The increase in profits can be attributable to strong demand for Toyota vehicles as well as positive impact from the company’s cost control measures. However, profits were lower than the Zacks Consensus Estimate of $1.62 per share.
Revenues in the quarter grew 18.2% to ¥5.41 trillion ($68.75 billion) on a 14.9% rise in sales volume to 2.16 million units. Vehicle sales increased in all the regions, except Europe. Operating income more then quadrupled to ¥340.61 billion ($4.33 billion) from ¥75.39 billion in the second quarter of previous fiscal year.
In the Automotive segment, revenues appreciated 19.7% to ¥5.00 trillion ($63.57 billion). The segment operating profit increased ¥246.84 billion ($3.14 billion) to ¥239.37 billion ($3.04 billion) from a loss of ¥7.47 billion in the prior fiscal year quarter. The improvement in profits was attributable to increases in both production volume and vehicle unit sales as well as positive impact from cost reduction measures.

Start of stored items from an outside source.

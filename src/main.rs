use std::sync::Arc;

use axum::{middleware::from_fn, middleware::from_fn_with_state, routing::get, routing::post, Router};
use serde_json::{json, Value};
use tower_http::{cors::CorsLayer, trace::TraceLayer};

use storehub_api::database::manager::DatabaseManager;
use storehub_api::handlers::{admin, orders, AppState};
use storehub_api::middleware::{jwt_auth_middleware, resolve_store_middleware};
use storehub_api::services::{SchemaSynchronizer, StoreMigrator, StoreResolver};

#[tokio::main]
async fn main() {
    // Load .env if present so cargo run picks up DATABASE_URL, JWT_SECRET, etc.
    let _ = dotenvy::dotenv();

    tracing_subscriber::fmt::init();

    let config = storehub_api::config::config();
    tracing::info!("Starting Storehub API in {:?} mode", config.environment);

    let main_pool = DatabaseManager::main_pool()
        .await
        .expect("database connection");

    let resolver = Arc::new(StoreResolver::new(
        main_pool.clone(),
        std::time::Duration::from_secs(config.resolver.cache_ttl_secs),
    ));
    let state = AppState {
        migrator: Arc::new(StoreMigrator::new(main_pool.clone(), resolver.clone())),
        synchronizer: Arc::new(SchemaSynchronizer::new(main_pool)),
        resolver,
    };

    let app = app(state);

    let port = std::env::var("STOREHUB_API_PORT")
        .ok()
        .or_else(|| std::env::var("PORT").ok())
        .and_then(|s| s.parse::<u16>().ok())
        .unwrap_or(3000);

    let bind_addr = format!("0.0.0.0:{}", port);
    let listener = tokio::net::TcpListener::bind(&bind_addr)
        .await
        .unwrap_or_else(|e| panic!("failed to bind {}: {}", bind_addr, e));

    tracing::info!("Storehub API listening on http://{}", bind_addr);

    axum::serve(listener, app).await.expect("server");
}

fn app(state: AppState) -> Router {
    let resolver = state.resolver.clone();

    // Store-scoped routes get a StoreHandle injected by middleware; handlers
    // never resolve storage themselves.
    let store_routes = Router::new()
        .route("/api/orders", get(orders::list_orders))
        .route("/api/customers", get(orders::list_customers))
        .layer(from_fn_with_state(resolver, resolve_store_middleware))
        .layer(from_fn(jwt_auth_middleware));

    let admin_routes = Router::new()
        .route("/api/admin/schema/sync", post(admin::sync_schemas))
        .route("/api/admin/stores/:id/migrate", post(admin::migrate_store))
        .route("/api/admin/capacity", get(admin::capacity))
        .layer(from_fn(jwt_auth_middleware))
        .with_state(state);

    Router::new()
        .route("/", get(root))
        .route("/health", get(health))
        .merge(store_routes)
        .merge(admin_routes)
        .layer(CorsLayer::permissive())
        .layer(TraceLayer::new_for_http())
}

async fn root() -> axum::response::Json<Value> {
    let version = env!("CARGO_PKG_VERSION");

    axum::response::Json(json!({
        "success": true,
        "data": {
            "name": "Storehub API",
            "version": version,
            "description": "Multi-tenant order-management and customer-messaging backend",
            "endpoints": {
                "home": "/ (public)",
                "health": "/health (public)",
                "orders": "/api/orders (store-scoped)",
                "customers": "/api/customers (store-scoped)",
                "admin": "/api/admin/* (operator role)",
            }
        }
    }))
}

async fn health() -> impl axum::response::IntoResponse {
    let now = chrono::Utc::now();

    match DatabaseManager::health_check().await {
        Ok(_) => (
            axum::http::StatusCode::OK,
            axum::response::Json(json!({
                "success": true,
                "data": {
                    "status": "ok",
                    "timestamp": now,
                    "database": "ok"
                }
            })),
        ),
        Err(e) => (
            axum::http::StatusCode::SERVICE_UNAVAILABLE,
            axum::response::Json(json!({
                "success": false,
                "error": "database unavailable",
                "data": {
                    "status": "degraded",
                    "timestamp": now,
                    "database_error": e.to_string()
                }
            })),
        ),
    }
}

In the Financial Services segment, revenues went up marginally by ¥520 million to ¥264.58 billion ($3.36 billion). Operating profits rose 14.9% to ¥87.77 billion ($1.12 billion) from ¥76.39 billion a year ago due to an increase in valuation gains from transactions such as interest rate swaps measured at fair value, despite credit losses including provision and reversal in sales finance subsidiaries.
In All Other segment, revenues scaled up 6.4% to ¥143.25 billion ($1.82 billion). Operating income surged 32.1% to ¥13.13 billion ($167.0 million) from ¥9.94 billion a year ago.

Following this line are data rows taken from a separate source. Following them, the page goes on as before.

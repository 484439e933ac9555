pub mod auth;
pub mod config;
pub mod database;
pub mod error;
pub mod handlers;
pub mod middleware;
pub mod services;
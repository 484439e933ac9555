use axum::{
    extract::{Extension, Path, State},
    Json,
};
use serde_json::{json, Value};

use crate::auth::Principal;
use crate::database::manager::DatabaseManager;
use crate::error::ApiError;
use crate::services::capacity;

use super::AppState;

fn require_global(principal: &Principal) -> Result<(), ApiError> {
    if principal.is_global() {
        Ok(())
    } else {
        Err(ApiError::forbidden("Operator role required"))
    }
}

/// POST /api/admin/schema/sync - reconcile every store schema against the
/// reference schema. Returns the full sync report.
pub async fn sync_schemas(
    State(state): State<AppState>,
    Extension(principal): Extension<Principal>,
) -> Result<Json<Value>, ApiError> {
    require_global(&principal)?;

    let report = state.synchronizer.synchronize_all().await?;
    Ok(Json(json!({ "success": true, "data": report })))
}

/// POST /api/admin/stores/:id/migrate - carve the store out of the shared
/// schema. Returns the full migration result; callers must inspect
/// `data.success` and `data.errors`, partial failure is not an HTTP error.
pub async fn migrate_store(
    State(state): State<AppState>,
    Extension(principal): Extension<Principal>,
    Path(store_id): Path<i64>,
) -> Result<Json<Value>, ApiError> {
    require_global(&principal)?;

    let result = state.migrator.migrate_store(store_id).await?;
    Ok(Json(json!({ "success": true, "data": result })))
}

/// GET /api/admin/capacity - onboarding headroom given schema-count limits.
pub async fn capacity(
    Extension(principal): Extension<Principal>,
) -> Result<Json<Value>, ApiError> {
    require_global(&principal)?;

    let pool = DatabaseManager::main_pool().await?;
    let (current,): (i64,) =
        sqlx::query_as("SELECT COUNT(*) FROM stores WHERE is_active = true")
            .fetch_one(&pool)
            .await
            .map_err(crate::database::manager::DatabaseError::from)?;

    let limits = &crate::config::config().capacity;
    let plan = capacity::plan(current, limits.max_schemas_allowed, limits.reserved_schemas);

    Ok(Json(json!({
        "success": true,
        "data": {
            "currentTenantCount": current,
            "maxTenants": plan.max_tenants,
            "availableCapacity": plan.available_capacity,
        }
    })))
}
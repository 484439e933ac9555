pub mod auth;
pub mod resolve_store;

pub use auth::jwt_auth_middleware;
pub use resolve_store::{resolve_store_middleware, StoreScope};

Toyota had cash and cash equivalents of ¥1.67 trillion ($21.18 billion) as of September 30, 2012 compared with ¥1.68 trillion as of March 31, 2012. Long-term debt decreased to ¥11.73 trillion ($149.10 billion) as of September 30, 2012 from ¥12.0 trillion as of March 31, 2012. However, debt-to-capitalization ratio remained almost stable at 52.2% compared with 52.0% as of March 31, 2012.

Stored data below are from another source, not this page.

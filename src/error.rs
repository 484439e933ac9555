// HTTP API Error Types
use axum::{http::StatusCode, response::IntoResponse, Json};
use serde_json::{json, Value};

/// HTTP API error with appropriate status codes and client-friendly messages
#[derive(Debug)]
pub enum ApiError {
    // 400 Bad Request
    BadRequest(String),

    // 401 Unauthorized
    Unauthorized(String),

    // 403 Forbidden
    Forbidden(String),

    // 404 Not Found
    NotFound(String),

    // 409 Conflict
    Conflict(String),

    // 500 Internal Server Error
    InternalServerError(String),

    // 503 Service Unavailable
    ServiceUnavailable(String),
}

impl ApiError {
    /// Get HTTP status code
    pub fn status_code(&self) -> u16 {
        match self {
            ApiError::BadRequest(_) => 400,
            ApiError::Unauthorized(_) => 401,
            ApiError::Forbidden(_) => 403,
            ApiError::NotFound(_) => 404,
            ApiError::Conflict(_) => 409,
            ApiError::InternalServerError(_) => 500,
            ApiError::ServiceUnavailable(_) => 503,
        }
    }

    /// Get client-safe error message
    pub fn message(&self) -> &str {
        match self {
            ApiError::BadRequest(msg)
            | ApiError::Unauthorized(msg)
            | ApiError::Forbidden(msg)
            | ApiError::NotFound(msg)
            | ApiError::Conflict(msg)
            | ApiError::InternalServerError(msg)
            | ApiError::ServiceUnavailable(msg) => msg,
        }
    }

    /// Convert to JSON response body
    pub fn to_json(&self) -> Value {
        json!({
            "error": true,
            "message": self.message(),
            "code": self.error_code()
        })
    }

    /// Get error code for client handling
    pub fn error_code(&self) -> &'static str {
        match self {
            ApiError::BadRequest(_) => "BAD_REQUEST",
            ApiError::Unauthorized(_) => "UNAUTHORIZED",
            ApiError::Forbidden(_) => "FORBIDDEN",
            ApiError::NotFound(_) => "NOT_FOUND",
            ApiError::Conflict(_) => "CONFLICT",
            ApiError::InternalServerError(_) => "INTERNAL_SERVER_ERROR",
            ApiError::ServiceUnavailable(_) => "SERVICE_UNAVAILABLE",
        }
    }
}

impl ApiError {
    pub fn bad_request(message: impl Into<String>) -> Self {
        ApiError::BadRequest(message.into())
    }

    pub fn unauthorized(message: impl Into<String>) -> Self {
        ApiError::Unauthorized(message.into())
    }

    pub fn forbidden(message: impl Into<String>) -> Self {
        ApiError::Forbidden(message.into())
    }

    pub fn not_found(message: impl Into<String>) -> Self {
        ApiError::NotFound(message.into())
    }

    pub fn conflict(message: impl Into<String>) -> Self {
        ApiError::Conflict(message.into())
    }

    pub fn internal_server_error(message: impl Into<String>) -> Self {
        ApiError::InternalServerError(message.into())
    }

    pub fn service_unavailable(message: impl Into<String>) -> Self {
        ApiError::ServiceUnavailable(message.into())
    }
}

// Convert other error types to ApiError. Resolver and migration failures are
// surfaced to ordinary callers as generic access/availability conditions;
// internal schema names and SQL errors stay in the logs.
impl From<crate::database::manager::DatabaseError> for ApiError {
    fn from(err: crate::database::manager::DatabaseError) -> Self {
        match err {
            crate::database::manager::DatabaseError::Sqlx(sqlx_err) => {
                tracing::error!("SQLx error: {}", sqlx_err);
                ApiError::internal_server_error("Database error occurred")
            }
            other => {
                tracing::error!("Database configuration error: {}", other);
                ApiError::service_unavailable("Database temporarily unavailable")
            }
        }
    }
}

impl From<crate::services::resolver::ResolveError> for ApiError {
    fn from(err: crate::services::resolver::ResolveError) -> Self {
        use crate::services::resolver::ResolveError;
        match err {
            ResolveError::IncompleteIdentity => ApiError::forbidden("Access denied"),
            ResolveError::StoreNotFound(id) => {
                tracing::warn!("Resolution failed for store {}", id);
                ApiError::not_found("Store unavailable")
            }
            ResolveError::BadDescriptor(id) => {
                tracing::error!("Corrupt connection descriptor for store {}", id);
                ApiError::internal_server_error("An error occurred while processing your request")
            }
            ResolveError::Database(e) => e.into(),
            ResolveError::Sqlx(e) => {
                tracing::error!("Resolver query error: {}", e);
                ApiError::internal_server_error("An error occurred while processing your request")
            }
        }
    }
}

impl From<crate::services::migrator::MigrationError> for ApiError {
    fn from(err: crate::services::migrator::MigrationError) -> Self {
        use crate::services::migrator::MigrationError;
        match err {
            MigrationError::StoreNotFound(id) => {
                ApiError::not_found(format!("Store not found: {}", id))
            }
            MigrationError::InProgress(id) => {
                ApiError::conflict(format!("Migration already in progress for store {}", id))
            }
            other => {
                tracing::error!("Migration error: {}", other);
                ApiError::internal_server_error("Migration failed")
            }
        }
    }
}

// Standard error trait implementations
impl std::fmt::Display for ApiError {
    fn fmt(&self, f: &mut std::fmt::Formatter<'_>) -> std::fmt::Result {
        write!(f, "{}", self.message())
    }
}

impl std::error::Error for ApiError {}

// Automatic HTTP response conversion for Axum
impl IntoResponse for ApiError {
    fn into_response(self) -> axum::response::Response {
        let status =
            StatusCode::from_u16(self.status_code()).unwrap_or(StatusCode::INTERNAL_SERVER_ERROR);
        (status, Json(self.to_json())).into_response()
    }
}

#[cfg(test)]
mod tests {
    use super::*;
    use crate::services::resolver::ResolveError;

    #[test]
    fn incomplete_identity_maps_to_generic_forbidden() {
        let err: ApiError = ResolveError::IncompleteIdentity.into();
        assert_eq!(err.status_code(), 403);
        assert_eq!(err.message(), "Access denied");
    }

    #[test]
    fn store_not_found_hides_internal_detail() {
        let err: ApiError = ResolveError::StoreNotFound(7).into();
        assert_eq!(err.status_code(), 404);
        assert!(!err.message().contains("schema"));
        assert!(!err.message().contains('7'));
    }

    #[test]
    fn error_body_shape() {
        let body = ApiError::conflict("Migration already in progress for store 5").to_json();
        assert_eq!(body["error"], true);
        assert_eq!(body["code"], "CONFLICT");
    }
}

In the first six months of fiscal 2013, Toyota’s net cash flow from operations improved to ¥1.24 trillion ($15.76 billion) from ¥489.36 billion in the same period of prior fiscal year, primarily driven by a significant ¥501.22 billion ($6.37 billion) rise in profits and an ¥59.45 billion ($755.98 million) increase in deferred income taxes. Meanwhile, capital expenditures (net) increased to ¥335.38 billion ($4.26 billion) from ¥299.38 billion a year ago.
Lower Sales Guidance
For fiscal 2013 ending March 31, 2013, Toyota projected lower consolidated vehicles sales of 8.75 million units, down 50 thousand units from the prior guidance. The automaker also lowered its consolidated revenues outlook to ¥21.30 trillion (up 14.6% from fiscal 2012) from the prior guidance of ¥22.00 trillion. The downward revision of sales outlook was based on difficulties in Chinese and European markets.
However, it raised operating income guidance to ¥1.05 trillion (up 195.3% from fiscal 2012) from the prior level of ¥1.00 trillion and profits to ¥780.0 billion (175.1%) from the previous projection of ¥760.0 billion.
Toyota is the leading automaker in the world. Its product portfolio consists of a full range of models from passenger cars, minivans and trucks as well as related parts and accessories.
The company’s domestic competitors include Honda Motor Co. ( HMC - Analyst Report ) and Nissan Motor Co. ( NSANY ) . Despite better results, the company to currently retains a Zacks #3 Rank on its shares, which translates to a short-term (1 to 3 months) rating of Hold, owing to the global economic weakness and problems in China, the company’s one of the biggest markets.